New Lines for Girls

Did you fart? Cause you blew me away.

Are your parents retarded, 'cause you sure are special.

My Love for you is like diarrahea ... I can't hold it in.

Do you have a library card, 'cause I'd like to sign you out.

Is there a mirror in your pants? Because I can see myself in them.

Are you a gardner, 'cos I want to put your tulips and my tulips together.

You've got all the curves, and I got all the angles.

I can't make a cherry pop, but I can make a bananna cream.

If you and I were Squirrels, I'd store my nuts in your hole.

Hey do you live on a chicken farm? 'cos you're really good at raising cocks.

I lost my teddy bear will you sleep with me?

I'm new in town, could I have directions to your house?
Can I borrow your phone number, I seem to have lost mine.

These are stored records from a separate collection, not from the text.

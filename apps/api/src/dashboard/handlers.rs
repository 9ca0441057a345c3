use axum::{extract::State, Json};
use serde::Serialize;

use crate::applications::repository as application_repo;
use crate::dashboard::stats::EmployerStats;
use crate::errors::AppError;
use crate::jobs::repository as job_repo;
use crate::models::application::{ApplicationStatus, ApplicationSummary};
use crate::models::job::{JobListing, JobRow};
use crate::models::profile::{EmployerProfile, Profile};
use crate::session::Session;
use crate::state::AppState;

const RECENT_APPLICATIONS: i64 = 5;
const RECOMMENDED_JOBS: i64 = 3;

#[derive(Debug, Serialize)]
pub struct SeekerDashboard {
    pub full_name: String,
    pub profile_completion: i32,
    pub recent_applications: Vec<ApplicationSummary>,
    pub shortlisted: i64,
    pub recommended_jobs: Vec<JobListing>,
}

#[derive(Debug, Serialize)]
pub struct EmployerDashboard {
    pub employer: EmployerProfile,
    pub jobs: Vec<JobRow>,
    pub stats: EmployerStats,
}

#[derive(Debug, Serialize)]
#[serde(tag = "view", rename_all = "snake_case")]
pub enum DashboardResponse {
    Seeker(SeekerDashboard),
    Employer(EmployerDashboard),
}

/// GET /api/v1/dashboard
pub async fn handle_dashboard(
    State(state): State<AppState>,
    session: Session,
) -> Result<Json<DashboardResponse>, AppError> {
    let response = match session.profile {
        Profile::Seeker(profile) => {
            let recent_applications =
                application_repo::list_seeker_applications(&state.db, profile.id, RECENT_APPLICATIONS).await?;
            let shortlisted = application_repo::count_seeker_applications(
                &state.db,
                profile.id,
                ApplicationStatus::Shortlisted,
            )
            .await?;
            let recommended_jobs = job_repo::list_active_jobs(&state.db, Some(RECOMMENDED_JOBS)).await?;

            DashboardResponse::Seeker(SeekerDashboard {
                full_name: profile.full_name,
                profile_completion: profile.profile_completion,
                recent_applications,
                shortlisted,
                recommended_jobs,
            })
        }
        Profile::Employer(employer) => {
            let jobs = job_repo::list_employer_jobs(&state.db, employer.id).await?;
            let statuses = application_repo::employer_application_statuses(&state.db, employer.id).await?;
            let stats = EmployerStats::compute(&jobs, &statuses);

            DashboardResponse::Employer(EmployerDashboard {
                employer,
                jobs,
                stats,
            })
        }
    };
    Ok(Json(response))
}
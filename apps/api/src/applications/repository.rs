use sqlx::PgPool;
use tracing::info;
use uuid::Uuid;

use crate::errors::AppError;
use crate::models::application::{
    ApplicantRow, ApplicationStatus, ApplicationSummary, JobApplicationRow,
};

/// Inserts an application unless the seeker already applied to the job.
/// Returns `None` for a duplicate.
pub async fn insert_application(
    pool: &PgPool,
    job_id: Uuid,
    user_id: Uuid,
    resume_url: Option<&str>,
    cover_letter: Option<&str>,
) -> Result<Option<JobApplicationRow>, AppError> {
    let row = sqlx::query_as(
        r#"
        INSERT INTO job_applications (job_id, user_id, resume_url, cover_letter, status)
        VALUES ($1, $2, $3, $4, $5)
        ON CONFLICT (job_id, user_id) DO NOTHING
        RETURNING *
        "#,
    )
    .bind(job_id)
    .bind(user_id)
    .bind(resume_url)
    .bind(cover_letter)
    .bind(ApplicationStatus::Applied.as_str())
    .fetch_optional(pool)
    .await?;
    Ok(row)
}

pub async fn get_application(pool: &PgPool, id: Uuid) -> Result<JobApplicationRow, AppError> {
    sqlx::query_as("SELECT * FROM job_applications WHERE id = $1")
        .bind(id)
        .fetch_optional(pool)
        .await?
        .ok_or_else(|| AppError::NotFound(format!("Application {id} not found")))
}

/// Applications to a job, newest first, with applicant profile and skills.
pub async fn list_applicants(pool: &PgPool, job_id: Uuid) -> Result<Vec<ApplicantRow>, AppError> {
    let rows = sqlx::query_as(
        r#"
        SELECT a.*,
               p.full_name, p.phone, p.location, p.years_experience, p.bio,
               ARRAY(
                   SELECT s.name FROM user_skills us
                   JOIN skills s ON s.id = us.skill_id
                   WHERE us.user_id = a.user_id
                   ORDER BY s.name
               ) AS skills
        FROM job_applications a
        LEFT JOIN user_profiles p ON p.id = a.user_id
        WHERE a.job_id = $1
        ORDER BY a.created_at DESC
        "#,
    )
    .bind(job_id)
    .fetch_all(pool)
    .await?;
    Ok(rows)
}

/// Changes the status and tells the seeker about it, atomically.
pub async fn update_status(
    pool: &PgPool,
    application: &JobApplicationRow,
    job_title: &str,
    status: ApplicationStatus,
) -> Result<JobApplicationRow, AppError> {
    let mut tx = pool.begin().await?;

    let row: JobApplicationRow = sqlx::query_as(
        "UPDATE job_applications SET status = $1, updated_at = NOW() WHERE id = $2 RETURNING *",
    )
    .bind(status.as_str())
    .bind(application.id)
    .fetch_one(&mut *tx)
    .await?;

    sqlx::query(
        r#"
        INSERT INTO notifications (user_id, type, title, message, link)
        VALUES ($1, 'application_status', $2, $3, $4)
        "#,
    )
    .bind(application.user_id)
    .bind("Application update")
    .bind(format!("Your application for {job_title} is now {status}"))
    .bind(format!("/jobs/{}", application.job_id))
    .execute(&mut *tx)
    .await?;

    tx.commit().await?;
    info!("Application {} moved to {status}", application.id);
    Ok(row)
}

pub async fn update_notes(pool: &PgPool, id: Uuid, notes: Option<&str>) -> Result<JobApplicationRow, AppError> {
    let row = sqlx::query_as(
        "UPDATE job_applications SET employer_notes = $1, updated_at = NOW() WHERE id = $2 RETURNING *",
    )
    .bind(notes)
    .bind(id)
    .fetch_one(pool)
    .await?;
    Ok(row)
}

/// A seeker's own applications, newest first.
pub async fn list_seeker_applications(
    pool: &PgPool,
    user_id: Uuid,
    limit: i64,
) -> Result<Vec<ApplicationSummary>, AppError> {
    let rows = sqlx::query_as(
        r#"
        SELECT a.id, a.job_id, a.status, a.created_at,
               j.title AS job_title, e.company_name
        FROM job_applications a
        JOIN jobs j ON j.id = a.job_id
        LEFT JOIN employers e ON e.id = j.employer_id
        WHERE a.user_id = $1
        ORDER BY a.created_at DESC
        LIMIT $2
        "#,
    )
    .bind(user_id)
    .bind(limit)
    .fetch_all(pool)
    .await?;
    Ok(rows)
}

/// Statuses of every application to any of the employer's jobs.
pub async fn employer_application_statuses(pool: &PgPool, employer_id: Uuid) -> Result<Vec<String>, AppError> {
    let statuses = sqlx::query_scalar(
        r#"
        SELECT a.status
        FROM job_applications a
        JOIN jobs j ON j.id = a.job_id
        WHERE j.employer_id = $1
        "#,
    )
    .bind(employer_id)
    .fetch_all(pool)
    .await?;
    Ok(statuses)
}

pub async fn count_seeker_applications(
    pool: &PgPool,
    user_id: Uuid,
    status: ApplicationStatus,
) -> Result<i64, AppError> {
    let count = sqlx::query_scalar(
        "SELECT COUNT(*) FROM job_applications WHERE user_id = $1 AND status = $2",
    )
    .bind(user_id)
    .bind(status.as_str())
    .fetch_one(pool)
    .await?;
    Ok(count)
}
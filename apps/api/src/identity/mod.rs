//! Identity provider boundary.
//!
//! Sign-up, sign-in, sign-out, token refresh, password reset and the
//! token-to-identity lookup all go through `IdentityProvider`. The production
//! implementation is `GoTrueClient`; tests swap in an in-memory provider.

use async_trait::async_trait;
use serde::{Deserialize, Serialize};
use thiserror::Error;
use uuid::Uuid;

pub mod gotrue;

pub use gotrue::GoTrueClient;

#[derive(Debug, Error)]
pub enum IdentityError {
    #[error("HTTP error: {0}")]
    Http(#[from] reqwest::Error),

    /// The provider answered and refused: bad credentials, duplicate email, etc.
    #[error("Provider rejected request (status {status}): {message}")]
    Rejected { status: u16, message: String },

    #[error("Access token is invalid or expired")]
    InvalidToken,

    #[error("JSON parse error: {0}")]
    Parse(#[from] serde_json::Error),

    #[error("Provider response missing {0}")]
    MissingField(&'static str),
}

/// Who a session belongs to.
#[derive(Debug, Clone, PartialEq, Eq, Serialize, Deserialize)]
pub struct Identity {
    pub id: Uuid,
    pub email: Option<String>,
}

/// Tokens issued by the provider for a signed-in identity.
#[derive(Debug, Clone, Serialize, Deserialize)]
pub struct AuthSession {
    pub access_token: String,
    pub refresh_token: String,
    pub expires_in: i64,
    pub identity: Identity,
}

/// Result of a sign-up. `session` is absent when the provider requires the
/// email address to be confirmed before the first sign-in.
#[derive(Debug, Clone)]
pub struct SignUpOutcome {
    pub identity: Identity,
    pub session: Option<AuthSession>,
}

#[async_trait]
pub trait IdentityProvider: Send + Sync {
    async fn sign_up(&self, email: &str, password: &str) -> Result<SignUpOutcome, IdentityError>;

    async fn sign_in(&self, email: &str, password: &str) -> Result<AuthSession, IdentityError>;

    async fn refresh_session(&self, refresh_token: &str) -> Result<AuthSession, IdentityError>;

    async fn sign_out(&self, access_token: &str) -> Result<(), IdentityError>;

    async fn reset_password(&self, email: &str, redirect_to: &str) -> Result<(), IdentityError>;

    /// Looks up the identity behind an access token.
    async fn user(&self, access_token: &str) -> Result<Identity, IdentityError>;
}

#[cfg(test)]
pub(crate) mod fake {
    use std::collections::HashMap;
    use std::sync::Mutex;

    use super::*;

    /// In-memory provider: access tokens map straight to identities.
    #[derive(Default)]
    pub struct FakeIdentityProvider {
        tokens: Mutex<HashMap<String, Identity>>,
        accounts: Mutex<HashMap<String, (String, Identity)>>,
    }

    impl FakeIdentityProvider {
        pub fn with_token(self, token: &str, id: Uuid) -> Self {
            self.tokens.lock().unwrap().insert(
                token.to_string(),
                Identity {
                    id,
                    email: Some(format!("{id}@example.com")),
                },
            );
            self
        }

        fn issue(&self, identity: &Identity) -> AuthSession {
            let token = format!("token-{}", identity.id);
            self.tokens
                .lock()
                .unwrap()
                .insert(token.clone(), identity.clone());
            AuthSession {
                access_token: token,
                refresh_token: format!("refresh-{}", identity.id),
                expires_in: 3600,
                identity: identity.clone(),
            }
        }
    }

    #[async_trait]
    impl IdentityProvider for FakeIdentityProvider {
        async fn sign_up(&self, email: &str, password: &str) -> Result<SignUpOutcome, IdentityError> {
            let mut accounts = self.accounts.lock().unwrap();
            if accounts.contains_key(email) {
                return Err(IdentityError::Rejected {
                    status: 422,
                    message: "User already registered".to_string(),
                });
            }
            let identity = Identity {
                id: Uuid::new_v4(),
                email: Some(email.to_string()),
            };
            accounts.insert(email.to_string(), (password.to_string(), identity.clone()));
            drop(accounts);
            let session = self.issue(&identity);
            Ok(SignUpOutcome {
                identity,
                session: Some(session),
            })
        }

        async fn sign_in(&self, email: &str, password: &str) -> Result<AuthSession, IdentityError> {
            let identity = {
                let accounts = self.accounts.lock().unwrap();
                match accounts.get(email) {
                    Some((stored, identity)) if stored == password => identity.clone(),
                    _ => {
                        return Err(IdentityError::Rejected {
                            status: 400,
                            message: "Invalid login credentials".to_string(),
                        })
                    }
                }
            };
            Ok(self.issue(&identity))
        }

        async fn refresh_session(&self, _refresh_token: &str) -> Result<AuthSession, IdentityError> {
            Err(IdentityError::InvalidToken)
        }

        async fn sign_out(&self, access_token: &str) -> Result<(), IdentityError> {
            self.tokens.lock().unwrap().remove(access_token);
            Ok(())
        }

        async fn reset_password(&self, _email: &str, _redirect_to: &str) -> Result<(), IdentityError> {
            Ok(())
        }

        async fn user(&self, access_token: &str) -> Result<Identity, IdentityError> {
            self.tokens
                .lock()
                .unwrap()
                .get(access_token)
                .cloned()
                .ok_or(IdentityError::InvalidToken)
        }
    }
}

Be unique and different, say yes.

Are your pants from outer space? 'cause your butt is out of this world.

Did the sun come out or did you just smile at me?

I must be in heaven cause I've seen an angel.

You're like milk, I want to make you a part of my complete breakfast.

I'm not actually this tall. I'm sitting on my wallet.

I know milk does a body good, but damn girl, how much have you been drinking?

Excuse me, I just noticed you noticing me and I just wanted to give you notice that I noticed you too.

Let's go to my place and do the things I'll tell everyone we did anyway.

Can I have your picture so I can show Santa what I want for Christmas?

You ain't the HOTTEST girl here tonight, but beauty is only a light-switch away!

So ya wanta put your pickle in my juicy jar?

Is that dress felt ? Would you like it to be?

Lets play house, you be the screendoor and i'll bang you all night long.

Sure its a needle but it moves like a sewing machine.

Will you play army men with me.. so I can blow the hell out of you!

Your daddy must have been a baker, 'cause you've got a nice set of buns.

Is it cold in here, or are you just happy to see me.

Do you sleep on your stomach? No. Can I?

Wow! Are those real?

There must be a keg in your pants, cuz I want to tap that ass.

I want to melt in your mouth, not in your hand.

Excuse me, miss, do you give head to strangers? No. Well, then, allow me to introduce myself.

True, there are a lot of fish in the sea, but you're the only one I'd like to catch and mount back at my place.

Why do I have a pierced tongue? You'll soon find out.

I'd like to kiss you passionately on the lips, then move up to your belly button.

You must work at Subway, 'cause you just gave me a footlong.

I'm like novicane, Give me time I always work.

Nice legs what time do they open.

You're like a prize mouth bass... I don't know if I should mount you or eat you.

Wanna come up for some sex and pizza?
... Whats the matter, you dont like pizza?

Hey baby, you must be a sweater 'cos you got me feeling warm all over.

If I were to ask you for sex, would your answer be the same as the answer to this question?